**WHAT IS NEEDED**
Would you filter the listing below so that only lines with the word "stdout" remain?

**SUPPLIED RECORDS**
______________________________

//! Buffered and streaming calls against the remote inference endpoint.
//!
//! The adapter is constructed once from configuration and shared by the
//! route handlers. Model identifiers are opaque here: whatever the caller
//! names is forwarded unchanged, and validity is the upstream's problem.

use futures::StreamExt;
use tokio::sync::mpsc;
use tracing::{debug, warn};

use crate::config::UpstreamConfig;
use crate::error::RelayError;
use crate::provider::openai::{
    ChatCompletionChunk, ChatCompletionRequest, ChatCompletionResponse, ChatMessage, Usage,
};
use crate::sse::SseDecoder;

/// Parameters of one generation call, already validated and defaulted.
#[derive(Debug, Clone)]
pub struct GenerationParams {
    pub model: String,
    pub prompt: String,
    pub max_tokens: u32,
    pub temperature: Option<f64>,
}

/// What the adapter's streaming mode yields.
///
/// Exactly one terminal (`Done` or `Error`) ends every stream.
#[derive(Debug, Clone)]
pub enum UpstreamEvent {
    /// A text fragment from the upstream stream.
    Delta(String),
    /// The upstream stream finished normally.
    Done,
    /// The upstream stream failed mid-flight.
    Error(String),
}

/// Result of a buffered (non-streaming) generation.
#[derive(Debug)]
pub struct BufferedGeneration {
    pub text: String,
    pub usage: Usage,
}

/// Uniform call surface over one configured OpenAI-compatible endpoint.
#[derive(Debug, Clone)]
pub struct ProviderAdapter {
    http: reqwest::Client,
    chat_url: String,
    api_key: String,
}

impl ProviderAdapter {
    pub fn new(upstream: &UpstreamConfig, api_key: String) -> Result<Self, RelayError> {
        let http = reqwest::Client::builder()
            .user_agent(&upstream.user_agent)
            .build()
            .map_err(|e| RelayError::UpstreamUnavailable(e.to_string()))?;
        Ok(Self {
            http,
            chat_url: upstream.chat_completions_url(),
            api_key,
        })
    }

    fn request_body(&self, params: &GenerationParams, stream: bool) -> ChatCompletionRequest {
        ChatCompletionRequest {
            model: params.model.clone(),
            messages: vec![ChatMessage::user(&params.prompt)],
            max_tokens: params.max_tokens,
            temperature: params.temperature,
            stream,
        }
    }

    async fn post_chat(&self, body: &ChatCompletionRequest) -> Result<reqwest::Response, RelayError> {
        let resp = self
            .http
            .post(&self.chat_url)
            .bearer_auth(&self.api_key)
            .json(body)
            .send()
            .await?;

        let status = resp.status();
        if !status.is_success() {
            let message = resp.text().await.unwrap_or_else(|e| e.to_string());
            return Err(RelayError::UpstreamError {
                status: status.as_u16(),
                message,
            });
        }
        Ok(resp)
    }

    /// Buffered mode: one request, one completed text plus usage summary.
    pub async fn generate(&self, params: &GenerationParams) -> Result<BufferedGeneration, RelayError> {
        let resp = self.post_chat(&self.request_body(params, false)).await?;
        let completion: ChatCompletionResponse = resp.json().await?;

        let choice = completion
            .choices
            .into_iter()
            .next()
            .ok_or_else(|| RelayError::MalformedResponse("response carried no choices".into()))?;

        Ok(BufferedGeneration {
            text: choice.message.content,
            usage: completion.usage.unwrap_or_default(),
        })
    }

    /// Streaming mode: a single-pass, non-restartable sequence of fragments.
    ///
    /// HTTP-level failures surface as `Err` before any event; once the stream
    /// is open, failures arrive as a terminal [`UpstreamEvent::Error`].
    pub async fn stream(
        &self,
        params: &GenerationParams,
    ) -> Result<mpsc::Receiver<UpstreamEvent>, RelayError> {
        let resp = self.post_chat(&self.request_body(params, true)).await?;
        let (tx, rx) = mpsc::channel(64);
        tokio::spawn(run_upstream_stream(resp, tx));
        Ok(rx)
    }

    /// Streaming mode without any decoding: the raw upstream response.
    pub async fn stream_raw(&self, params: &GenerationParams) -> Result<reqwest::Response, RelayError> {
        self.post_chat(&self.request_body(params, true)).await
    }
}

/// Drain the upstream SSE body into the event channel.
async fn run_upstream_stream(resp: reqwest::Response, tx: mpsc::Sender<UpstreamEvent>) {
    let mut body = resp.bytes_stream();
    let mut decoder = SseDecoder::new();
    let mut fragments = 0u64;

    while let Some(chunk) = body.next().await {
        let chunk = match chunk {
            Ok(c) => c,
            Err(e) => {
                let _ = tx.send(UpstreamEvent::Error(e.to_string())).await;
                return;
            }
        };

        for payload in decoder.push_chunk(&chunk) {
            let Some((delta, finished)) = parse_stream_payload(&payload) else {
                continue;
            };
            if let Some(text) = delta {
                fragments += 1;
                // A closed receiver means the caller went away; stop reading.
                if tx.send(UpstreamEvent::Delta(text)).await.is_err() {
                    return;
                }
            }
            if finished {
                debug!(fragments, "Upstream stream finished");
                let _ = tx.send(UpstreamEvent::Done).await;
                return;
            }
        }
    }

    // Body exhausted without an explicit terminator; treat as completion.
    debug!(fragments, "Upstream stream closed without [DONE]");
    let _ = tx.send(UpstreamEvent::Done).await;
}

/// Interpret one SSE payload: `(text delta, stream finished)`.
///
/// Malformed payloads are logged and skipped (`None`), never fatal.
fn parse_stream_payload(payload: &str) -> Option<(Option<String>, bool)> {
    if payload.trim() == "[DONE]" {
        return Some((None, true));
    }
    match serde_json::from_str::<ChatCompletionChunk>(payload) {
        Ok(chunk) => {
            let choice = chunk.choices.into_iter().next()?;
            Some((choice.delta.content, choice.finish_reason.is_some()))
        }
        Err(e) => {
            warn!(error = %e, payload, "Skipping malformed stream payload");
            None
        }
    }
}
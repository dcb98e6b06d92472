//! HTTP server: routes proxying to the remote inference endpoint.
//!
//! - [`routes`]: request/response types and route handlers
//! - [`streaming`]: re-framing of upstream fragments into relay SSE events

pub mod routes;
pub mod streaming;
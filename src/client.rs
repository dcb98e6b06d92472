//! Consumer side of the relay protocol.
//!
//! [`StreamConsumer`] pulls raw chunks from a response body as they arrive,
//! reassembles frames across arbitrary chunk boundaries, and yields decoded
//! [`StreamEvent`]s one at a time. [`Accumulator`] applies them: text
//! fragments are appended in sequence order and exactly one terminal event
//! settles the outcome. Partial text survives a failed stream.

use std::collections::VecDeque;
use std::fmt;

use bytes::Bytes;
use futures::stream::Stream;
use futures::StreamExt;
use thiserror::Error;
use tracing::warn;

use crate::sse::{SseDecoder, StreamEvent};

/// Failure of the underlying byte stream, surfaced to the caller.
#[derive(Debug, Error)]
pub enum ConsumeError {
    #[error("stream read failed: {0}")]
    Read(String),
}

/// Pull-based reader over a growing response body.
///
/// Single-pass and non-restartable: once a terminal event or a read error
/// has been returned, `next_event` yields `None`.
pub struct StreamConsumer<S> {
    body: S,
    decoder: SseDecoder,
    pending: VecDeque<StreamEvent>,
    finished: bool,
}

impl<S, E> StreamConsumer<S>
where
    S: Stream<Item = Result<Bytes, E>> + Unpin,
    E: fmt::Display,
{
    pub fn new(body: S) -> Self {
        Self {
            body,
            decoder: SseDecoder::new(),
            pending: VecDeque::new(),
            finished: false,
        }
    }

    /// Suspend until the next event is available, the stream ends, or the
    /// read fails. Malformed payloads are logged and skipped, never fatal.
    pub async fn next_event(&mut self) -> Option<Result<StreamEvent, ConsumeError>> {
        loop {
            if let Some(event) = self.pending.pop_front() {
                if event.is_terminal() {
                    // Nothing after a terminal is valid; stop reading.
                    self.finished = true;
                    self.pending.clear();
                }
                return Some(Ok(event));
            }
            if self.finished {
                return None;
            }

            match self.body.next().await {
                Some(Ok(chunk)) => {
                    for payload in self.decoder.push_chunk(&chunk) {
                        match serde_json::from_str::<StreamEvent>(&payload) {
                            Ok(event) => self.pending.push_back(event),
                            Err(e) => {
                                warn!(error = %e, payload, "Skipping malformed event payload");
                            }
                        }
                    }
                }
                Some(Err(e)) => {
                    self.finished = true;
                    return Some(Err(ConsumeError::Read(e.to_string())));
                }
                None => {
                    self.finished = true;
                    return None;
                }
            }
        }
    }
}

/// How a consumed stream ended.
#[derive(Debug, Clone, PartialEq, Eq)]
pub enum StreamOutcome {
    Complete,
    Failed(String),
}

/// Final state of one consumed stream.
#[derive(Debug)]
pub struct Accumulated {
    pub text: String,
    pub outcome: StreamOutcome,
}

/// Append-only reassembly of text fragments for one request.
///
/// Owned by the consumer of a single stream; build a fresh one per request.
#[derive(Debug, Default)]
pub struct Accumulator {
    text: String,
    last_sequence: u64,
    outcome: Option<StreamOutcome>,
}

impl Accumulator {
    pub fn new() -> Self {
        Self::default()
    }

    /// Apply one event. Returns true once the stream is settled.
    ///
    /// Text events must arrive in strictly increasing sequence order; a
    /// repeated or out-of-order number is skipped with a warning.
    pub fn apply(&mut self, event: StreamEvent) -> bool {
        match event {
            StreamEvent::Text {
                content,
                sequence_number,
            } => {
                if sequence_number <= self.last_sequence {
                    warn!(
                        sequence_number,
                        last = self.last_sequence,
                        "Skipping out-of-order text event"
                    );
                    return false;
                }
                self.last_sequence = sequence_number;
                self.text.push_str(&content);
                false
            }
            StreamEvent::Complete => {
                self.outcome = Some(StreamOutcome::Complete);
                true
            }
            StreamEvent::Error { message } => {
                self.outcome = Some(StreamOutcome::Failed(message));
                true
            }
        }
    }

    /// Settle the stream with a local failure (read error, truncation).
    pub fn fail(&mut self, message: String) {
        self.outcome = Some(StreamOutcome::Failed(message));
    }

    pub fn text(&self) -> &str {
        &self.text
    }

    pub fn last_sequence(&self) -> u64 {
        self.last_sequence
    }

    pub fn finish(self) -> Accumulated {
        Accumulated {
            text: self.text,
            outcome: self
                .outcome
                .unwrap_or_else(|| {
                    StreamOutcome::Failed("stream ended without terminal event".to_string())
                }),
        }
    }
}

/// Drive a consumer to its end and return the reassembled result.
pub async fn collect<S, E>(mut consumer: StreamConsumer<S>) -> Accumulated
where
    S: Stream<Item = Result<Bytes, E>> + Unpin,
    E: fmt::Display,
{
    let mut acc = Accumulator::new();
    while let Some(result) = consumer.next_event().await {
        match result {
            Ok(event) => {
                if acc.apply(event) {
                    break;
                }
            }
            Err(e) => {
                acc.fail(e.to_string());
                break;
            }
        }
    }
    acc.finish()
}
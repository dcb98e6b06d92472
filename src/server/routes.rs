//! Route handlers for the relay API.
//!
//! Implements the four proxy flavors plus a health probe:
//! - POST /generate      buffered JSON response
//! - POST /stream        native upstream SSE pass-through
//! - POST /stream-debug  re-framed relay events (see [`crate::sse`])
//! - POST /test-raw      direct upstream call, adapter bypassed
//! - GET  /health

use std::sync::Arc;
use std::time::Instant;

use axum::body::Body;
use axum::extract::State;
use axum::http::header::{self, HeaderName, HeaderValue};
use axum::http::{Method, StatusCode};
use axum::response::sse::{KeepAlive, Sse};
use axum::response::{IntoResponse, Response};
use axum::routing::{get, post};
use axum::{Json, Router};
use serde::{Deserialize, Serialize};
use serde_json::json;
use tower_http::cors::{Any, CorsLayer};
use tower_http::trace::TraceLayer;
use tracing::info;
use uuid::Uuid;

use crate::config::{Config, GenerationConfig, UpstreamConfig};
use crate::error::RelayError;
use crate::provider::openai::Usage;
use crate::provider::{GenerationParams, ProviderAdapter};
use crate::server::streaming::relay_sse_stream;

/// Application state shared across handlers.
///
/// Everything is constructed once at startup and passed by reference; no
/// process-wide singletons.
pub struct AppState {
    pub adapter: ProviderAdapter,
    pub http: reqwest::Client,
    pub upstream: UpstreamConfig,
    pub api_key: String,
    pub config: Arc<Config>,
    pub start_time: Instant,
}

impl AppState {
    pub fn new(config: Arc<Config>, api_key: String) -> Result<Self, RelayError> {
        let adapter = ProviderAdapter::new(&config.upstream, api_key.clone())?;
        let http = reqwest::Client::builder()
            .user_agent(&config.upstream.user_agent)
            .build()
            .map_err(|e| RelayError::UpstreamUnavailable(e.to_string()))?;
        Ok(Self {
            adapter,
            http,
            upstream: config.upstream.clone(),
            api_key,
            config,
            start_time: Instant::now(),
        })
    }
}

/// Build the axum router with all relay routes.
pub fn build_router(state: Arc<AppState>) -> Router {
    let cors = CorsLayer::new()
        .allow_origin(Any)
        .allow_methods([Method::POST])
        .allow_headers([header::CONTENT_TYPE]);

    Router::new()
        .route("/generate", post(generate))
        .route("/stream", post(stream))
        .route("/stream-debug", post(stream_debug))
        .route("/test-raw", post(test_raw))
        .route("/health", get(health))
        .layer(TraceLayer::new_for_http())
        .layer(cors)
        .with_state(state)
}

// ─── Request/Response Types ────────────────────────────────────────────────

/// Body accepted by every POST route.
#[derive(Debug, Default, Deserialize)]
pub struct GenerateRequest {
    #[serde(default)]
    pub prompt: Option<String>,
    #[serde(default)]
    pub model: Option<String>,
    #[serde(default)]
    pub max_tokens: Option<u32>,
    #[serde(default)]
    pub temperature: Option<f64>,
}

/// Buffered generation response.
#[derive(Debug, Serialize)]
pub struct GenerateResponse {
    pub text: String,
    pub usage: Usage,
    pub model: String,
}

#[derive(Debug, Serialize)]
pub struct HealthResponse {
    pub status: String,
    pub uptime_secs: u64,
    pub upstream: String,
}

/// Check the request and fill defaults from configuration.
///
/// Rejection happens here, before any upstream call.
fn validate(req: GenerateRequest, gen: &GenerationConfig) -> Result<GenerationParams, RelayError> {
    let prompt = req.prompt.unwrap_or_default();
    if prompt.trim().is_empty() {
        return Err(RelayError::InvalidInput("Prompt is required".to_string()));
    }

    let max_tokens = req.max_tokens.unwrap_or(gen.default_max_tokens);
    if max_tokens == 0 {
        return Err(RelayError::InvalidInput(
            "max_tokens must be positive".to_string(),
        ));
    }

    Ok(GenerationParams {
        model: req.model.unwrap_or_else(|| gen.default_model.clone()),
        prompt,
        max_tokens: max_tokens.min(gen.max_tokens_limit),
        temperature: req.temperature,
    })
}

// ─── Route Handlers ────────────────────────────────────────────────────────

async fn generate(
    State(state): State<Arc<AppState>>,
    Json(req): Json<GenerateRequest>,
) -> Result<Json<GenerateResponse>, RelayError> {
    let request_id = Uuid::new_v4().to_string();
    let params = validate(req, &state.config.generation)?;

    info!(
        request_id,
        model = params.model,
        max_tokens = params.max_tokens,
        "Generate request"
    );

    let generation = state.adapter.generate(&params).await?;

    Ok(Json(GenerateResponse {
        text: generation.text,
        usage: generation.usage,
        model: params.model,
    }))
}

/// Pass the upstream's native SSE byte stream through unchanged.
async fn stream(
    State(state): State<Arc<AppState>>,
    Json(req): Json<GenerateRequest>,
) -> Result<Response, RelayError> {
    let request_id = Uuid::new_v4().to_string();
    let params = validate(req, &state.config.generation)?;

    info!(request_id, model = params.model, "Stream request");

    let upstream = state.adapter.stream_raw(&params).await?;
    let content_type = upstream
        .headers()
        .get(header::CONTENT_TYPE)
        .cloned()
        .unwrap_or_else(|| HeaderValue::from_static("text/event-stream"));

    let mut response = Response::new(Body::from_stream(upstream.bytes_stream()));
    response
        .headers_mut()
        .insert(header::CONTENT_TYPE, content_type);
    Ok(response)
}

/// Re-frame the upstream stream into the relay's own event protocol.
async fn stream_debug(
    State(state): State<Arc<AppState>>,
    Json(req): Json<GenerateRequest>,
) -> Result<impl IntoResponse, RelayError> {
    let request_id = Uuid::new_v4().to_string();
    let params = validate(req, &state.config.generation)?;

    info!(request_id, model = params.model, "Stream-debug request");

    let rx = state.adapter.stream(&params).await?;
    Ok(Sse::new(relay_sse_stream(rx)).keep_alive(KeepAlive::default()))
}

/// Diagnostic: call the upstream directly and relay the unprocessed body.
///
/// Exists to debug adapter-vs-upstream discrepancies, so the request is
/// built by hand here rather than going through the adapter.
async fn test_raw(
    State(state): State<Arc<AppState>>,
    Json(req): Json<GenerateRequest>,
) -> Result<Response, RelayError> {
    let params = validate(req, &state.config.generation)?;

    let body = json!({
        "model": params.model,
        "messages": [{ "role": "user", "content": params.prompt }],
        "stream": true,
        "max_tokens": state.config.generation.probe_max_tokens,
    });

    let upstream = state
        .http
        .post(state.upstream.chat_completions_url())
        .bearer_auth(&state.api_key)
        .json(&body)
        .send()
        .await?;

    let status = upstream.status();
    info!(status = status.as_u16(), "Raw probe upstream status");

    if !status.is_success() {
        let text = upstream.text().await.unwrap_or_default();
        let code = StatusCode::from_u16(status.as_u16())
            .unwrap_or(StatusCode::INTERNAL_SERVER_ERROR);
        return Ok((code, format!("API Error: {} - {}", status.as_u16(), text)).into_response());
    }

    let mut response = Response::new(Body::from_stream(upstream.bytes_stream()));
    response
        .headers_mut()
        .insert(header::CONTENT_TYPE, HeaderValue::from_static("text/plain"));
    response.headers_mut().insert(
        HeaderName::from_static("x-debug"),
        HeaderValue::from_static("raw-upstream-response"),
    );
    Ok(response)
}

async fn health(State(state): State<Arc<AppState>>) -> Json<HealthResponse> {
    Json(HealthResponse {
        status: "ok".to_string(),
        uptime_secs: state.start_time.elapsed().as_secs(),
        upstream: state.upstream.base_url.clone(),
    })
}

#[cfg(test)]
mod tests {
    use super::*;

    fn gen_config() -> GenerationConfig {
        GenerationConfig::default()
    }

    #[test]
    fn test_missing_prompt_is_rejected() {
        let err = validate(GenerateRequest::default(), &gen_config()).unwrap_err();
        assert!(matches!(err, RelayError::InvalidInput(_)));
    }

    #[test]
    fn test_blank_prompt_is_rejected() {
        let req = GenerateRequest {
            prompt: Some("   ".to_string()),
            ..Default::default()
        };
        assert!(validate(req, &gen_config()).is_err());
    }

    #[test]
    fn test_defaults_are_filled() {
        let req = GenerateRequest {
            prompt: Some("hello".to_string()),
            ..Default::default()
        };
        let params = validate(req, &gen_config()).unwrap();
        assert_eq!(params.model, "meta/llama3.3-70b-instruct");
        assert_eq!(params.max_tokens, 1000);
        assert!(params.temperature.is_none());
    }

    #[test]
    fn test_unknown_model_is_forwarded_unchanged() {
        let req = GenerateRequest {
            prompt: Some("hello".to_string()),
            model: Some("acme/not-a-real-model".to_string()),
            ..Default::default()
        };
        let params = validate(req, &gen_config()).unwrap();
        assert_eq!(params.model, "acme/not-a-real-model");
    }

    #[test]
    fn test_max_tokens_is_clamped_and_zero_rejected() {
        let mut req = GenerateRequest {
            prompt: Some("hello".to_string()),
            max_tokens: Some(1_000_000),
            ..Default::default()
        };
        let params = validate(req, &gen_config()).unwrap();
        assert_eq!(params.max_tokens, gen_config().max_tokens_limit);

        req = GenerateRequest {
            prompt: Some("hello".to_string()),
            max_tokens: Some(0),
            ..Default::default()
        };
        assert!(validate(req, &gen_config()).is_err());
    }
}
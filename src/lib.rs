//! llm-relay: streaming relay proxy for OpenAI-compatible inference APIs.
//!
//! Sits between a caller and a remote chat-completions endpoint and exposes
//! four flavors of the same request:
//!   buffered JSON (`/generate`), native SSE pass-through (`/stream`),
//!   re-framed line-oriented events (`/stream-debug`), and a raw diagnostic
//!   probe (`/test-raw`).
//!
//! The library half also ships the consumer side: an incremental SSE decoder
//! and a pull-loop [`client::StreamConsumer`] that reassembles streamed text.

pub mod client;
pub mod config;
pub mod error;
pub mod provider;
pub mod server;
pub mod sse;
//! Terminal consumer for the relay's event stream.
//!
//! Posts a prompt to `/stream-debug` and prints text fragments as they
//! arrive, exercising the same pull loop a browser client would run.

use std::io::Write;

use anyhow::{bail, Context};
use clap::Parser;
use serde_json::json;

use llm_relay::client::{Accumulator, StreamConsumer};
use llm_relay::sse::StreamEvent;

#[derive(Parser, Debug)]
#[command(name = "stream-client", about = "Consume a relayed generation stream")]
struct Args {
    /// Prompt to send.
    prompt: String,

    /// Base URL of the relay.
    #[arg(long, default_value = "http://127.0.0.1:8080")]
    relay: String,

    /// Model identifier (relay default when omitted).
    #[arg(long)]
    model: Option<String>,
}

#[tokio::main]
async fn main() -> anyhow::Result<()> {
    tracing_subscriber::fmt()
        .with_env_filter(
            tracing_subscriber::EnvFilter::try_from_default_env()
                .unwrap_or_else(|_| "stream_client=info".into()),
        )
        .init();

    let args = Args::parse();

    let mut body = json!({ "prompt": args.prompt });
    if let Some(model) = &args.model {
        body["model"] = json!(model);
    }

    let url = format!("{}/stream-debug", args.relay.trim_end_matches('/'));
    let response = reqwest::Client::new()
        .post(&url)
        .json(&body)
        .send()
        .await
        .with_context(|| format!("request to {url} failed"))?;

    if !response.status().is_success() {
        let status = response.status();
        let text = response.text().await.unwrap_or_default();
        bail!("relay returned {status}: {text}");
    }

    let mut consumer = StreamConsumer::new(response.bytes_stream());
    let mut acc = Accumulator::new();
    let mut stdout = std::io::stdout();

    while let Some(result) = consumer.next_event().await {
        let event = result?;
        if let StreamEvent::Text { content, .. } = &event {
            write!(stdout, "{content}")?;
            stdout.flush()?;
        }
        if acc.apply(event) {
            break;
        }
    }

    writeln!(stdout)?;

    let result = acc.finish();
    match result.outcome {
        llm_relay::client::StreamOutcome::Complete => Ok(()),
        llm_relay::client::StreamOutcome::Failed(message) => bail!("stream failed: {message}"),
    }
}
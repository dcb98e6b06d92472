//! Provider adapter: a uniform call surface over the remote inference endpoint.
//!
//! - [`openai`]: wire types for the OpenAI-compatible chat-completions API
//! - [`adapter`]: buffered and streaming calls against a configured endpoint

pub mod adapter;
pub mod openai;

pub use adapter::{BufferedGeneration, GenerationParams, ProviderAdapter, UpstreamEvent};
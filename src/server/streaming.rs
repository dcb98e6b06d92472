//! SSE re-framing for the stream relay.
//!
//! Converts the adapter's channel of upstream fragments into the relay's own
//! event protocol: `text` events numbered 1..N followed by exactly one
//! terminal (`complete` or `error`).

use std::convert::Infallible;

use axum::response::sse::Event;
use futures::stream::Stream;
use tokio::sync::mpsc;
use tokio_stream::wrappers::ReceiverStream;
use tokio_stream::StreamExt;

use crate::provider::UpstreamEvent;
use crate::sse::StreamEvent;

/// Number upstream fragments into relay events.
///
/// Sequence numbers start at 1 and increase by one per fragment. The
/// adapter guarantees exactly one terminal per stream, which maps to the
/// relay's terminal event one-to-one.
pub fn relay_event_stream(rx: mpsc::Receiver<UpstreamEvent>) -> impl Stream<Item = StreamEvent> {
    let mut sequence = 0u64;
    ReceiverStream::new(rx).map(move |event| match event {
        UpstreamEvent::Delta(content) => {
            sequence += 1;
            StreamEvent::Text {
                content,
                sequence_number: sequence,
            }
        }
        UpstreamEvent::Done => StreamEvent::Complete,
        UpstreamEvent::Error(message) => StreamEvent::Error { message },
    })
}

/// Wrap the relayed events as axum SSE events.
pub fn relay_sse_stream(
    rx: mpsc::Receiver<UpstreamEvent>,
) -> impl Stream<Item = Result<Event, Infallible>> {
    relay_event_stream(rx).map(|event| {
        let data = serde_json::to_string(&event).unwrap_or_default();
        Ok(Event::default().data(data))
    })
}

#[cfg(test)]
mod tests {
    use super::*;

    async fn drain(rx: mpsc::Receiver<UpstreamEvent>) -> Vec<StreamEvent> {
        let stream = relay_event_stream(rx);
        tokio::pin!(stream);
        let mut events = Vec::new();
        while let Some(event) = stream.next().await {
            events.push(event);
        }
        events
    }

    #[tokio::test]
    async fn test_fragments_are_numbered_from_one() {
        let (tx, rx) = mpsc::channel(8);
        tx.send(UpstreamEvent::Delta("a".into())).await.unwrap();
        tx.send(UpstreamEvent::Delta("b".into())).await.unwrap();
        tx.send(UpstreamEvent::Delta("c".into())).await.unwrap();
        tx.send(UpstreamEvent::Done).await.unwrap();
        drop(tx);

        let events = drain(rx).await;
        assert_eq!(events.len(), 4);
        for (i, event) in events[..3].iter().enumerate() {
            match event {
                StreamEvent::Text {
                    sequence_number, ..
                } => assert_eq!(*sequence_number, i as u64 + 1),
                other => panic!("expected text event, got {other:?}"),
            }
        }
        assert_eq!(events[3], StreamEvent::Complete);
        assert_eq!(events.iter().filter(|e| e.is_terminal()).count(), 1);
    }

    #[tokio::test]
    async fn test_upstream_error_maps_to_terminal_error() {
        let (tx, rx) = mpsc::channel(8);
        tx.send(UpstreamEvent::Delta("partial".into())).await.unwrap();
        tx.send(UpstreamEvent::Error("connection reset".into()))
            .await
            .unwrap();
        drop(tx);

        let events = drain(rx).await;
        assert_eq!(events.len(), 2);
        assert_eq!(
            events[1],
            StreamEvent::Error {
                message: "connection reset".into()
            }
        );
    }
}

______________________________

**ANSWER SECTION**
    let mut stdout = std::io::stdout();
            write!(stdout, "{content}")?;
            stdout.flush()?;
    writeln!(stdout)?;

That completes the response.